WHAT THE EXERCISE ASKS — Retype the data below in full, keeping every character as it is.

(Stored data entries)
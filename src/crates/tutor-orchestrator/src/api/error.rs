//! API error type and HTTP response conversion

use axum::{
    http::StatusCode,
    response::{IntoResponse, Response},
    Json,
};
use serde::{Deserialize, Serialize};
use thiserror::Error;
use tooling::error::format_error_chain;

use crate::OrchestratorError;

/// Body of every error response
#[derive(Debug, Clone, PartialEq, Eq, Serialize, Deserialize)]
pub struct ErrorBody {
    pub detail: String,
}

/// API result type
pub type ApiResult<T> = Result<T, ApiError>;

#[derive(Debug, Error)]
pub enum ApiError {
    /// The pipeline ended in a terminal failure state
    #[error(transparent)]
    Orchestration(#[from] OrchestratorError),
}

impl ApiError {
    pub fn status_code(&self) -> StatusCode {
        match self {
            ApiError::Orchestration(_) => StatusCode::INTERNAL_SERVER_ERROR,
        }
    }
}

impl IntoResponse for ApiError {
    fn into_response(self) -> Response {
        let status = self.status_code();
        let body = ErrorBody {
            detail: self.to_string(),
        };

        tracing::error!(status = status.as_u16(), "API error\n{}", format_error_chain(&self));

        (status, Json(body)).into_response()
    }
}
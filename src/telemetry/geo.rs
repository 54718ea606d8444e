//! Great-circle geometry and geofence containment.

use serde::{Deserialize, Serialize};

/// Mean Earth radius in kilometers (WGS-84 sphere).
const EARTH_RADIUS_KM: f64 = 6371.0;

/// Haversine distance between two (lat, lon) points in degrees, in km.
pub fn haversine_km(lat1: f64, lon1: f64, lat2: f64, lon2: f64) -> f64 {
    let d_lat = (lat2 - lat1).to_radians();
    let d_lon = (lon2 - lon1).to_radians();
    let a = (d_lat / 2.0).sin().powi(2)
        + lat1.to_radians().cos() * lat2.to_radians().cos() * (d_lon / 2.0).sin().powi(2);
    let c = 2.0 * a.sqrt().atan2((1.0 - a).sqrt());
    EARTH_RADIUS_KM * c
}

/// A named circular region. Restricted fences emit anomalies on entry;
/// open fences exist for informational queries only.
#[derive(Debug, Clone, PartialEq, Serialize, Deserialize)]
pub struct Geofence {
    pub name: String,
    pub center_lat: f64,
    pub center_lon: f64,
    pub radius_km: f64,
    pub restricted: bool,
}

impl Geofence {
    pub fn new(name: &str, center_lat: f64, center_lon: f64, radius_km: f64, restricted: bool) -> Self {
        Self {
            name: name.to_string(),
            center_lat,
            center_lon,
            radius_km,
            restricted,
        }
    }

    pub fn contains(&self, lat: f64, lon: f64) -> bool {
        haversine_km(self.center_lat, self.center_lon, lat, lon) <= self.radius_km
    }
}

EXERCISE OUTPUT —
filename src/crates/tutor-orchestrator/src/api/error.rs
//! API error type and HTTP response conversion

use axum::{
    http::StatusCode,
    response::{IntoResponse, Response},
    Json,
};
use serde::{Deserialize, Serialize};
use thiserror::Error;
use tooling::error::format_error_chain;

use crate::OrchestratorError;

/// Body of every error response
#[derive(Debug, Clone, PartialEq, Eq, Serialize, Deserialize)]
pub struct ErrorBody {
    pub detail: String,
}

/// API result type
pub type ApiResult<T> = Result<T, ApiError>;

#[derive(Debug, Error)]
pub enum ApiError {
    /// The pipeline ended in a terminal failure state
    #[error(transparent)]
    Orchestration(#[from] OrchestratorError),
}

impl ApiError {
    pub fn status_code(&self) -> StatusCode {
        match self {
            ApiError::Orchestration(_) => StatusCode::INTERNAL_SERVER_ERROR,
        }
    }
}

impl IntoResponse for ApiError {
    fn into_response(self) -> Response {
        let status = self.status_code();
        let body = ErrorBody {
            detail: self.to_string(),
        };

        tracing::error!(status = status.as_u16(), "API error\n{}", format_error_chain(&self));

        (status, Json(body)).into_response()
    }
}
filename src/telemetry/geo.rs
repository 54718ea606d8444e
//! Great-circle geometry and geofence containment.

use serde::{Deserialize, Serialize};

/// Mean Earth radius in kilometers (WGS-84 sphere).
const EARTH_RADIUS_KM: f64 = 6371.0;

/// Haversine distance between two (lat, lon) points in degrees, in km.
pub fn haversine_km(lat1: f64, lon1: f64, lat2: f64, lon2: f64) -> f64 {
    let d_lat = (lat2 - lat1).to_radians();
    let d_lon = (lon2 - lon1).to_radians();
    let a = (d_lat / 2.0).sin().powi(2)
        + lat1.to_radians().cos() * lat2.to_radians().cos() * (d_lon / 2.0).sin().powi(2);
    let c = 2.0 * a.sqrt().atan2((1.0 - a).sqrt());
    EARTH_RADIUS_KM * c
}

/// A named circular region. Restricted fences emit anomalies on entry;
/// open fences exist for informational queries only.
#[derive(Debug, Clone, PartialEq, Serialize, Deserialize)]
pub struct Geofence {
    pub name: String,
    pub center_lat: f64,
    pub center_lon: f64,
    pub radius_km: f64,
    pub restricted: bool,
}

impl Geofence {
    pub fn new(name: &str, center_lat: f64, center_lon: f64, radius_km: f64, restricted: bool) -> Self {
        Self {
            name: name.to_string(),
            center_lat,
            center_lon,
            radius_km,
            restricted,
        }
    }

    pub fn contains(&self, lat: f64, lon: f64) -> bool {
        haversine_km(self.center_lat, self.center_lon, lat, lon) <= self.radius_km
    }
}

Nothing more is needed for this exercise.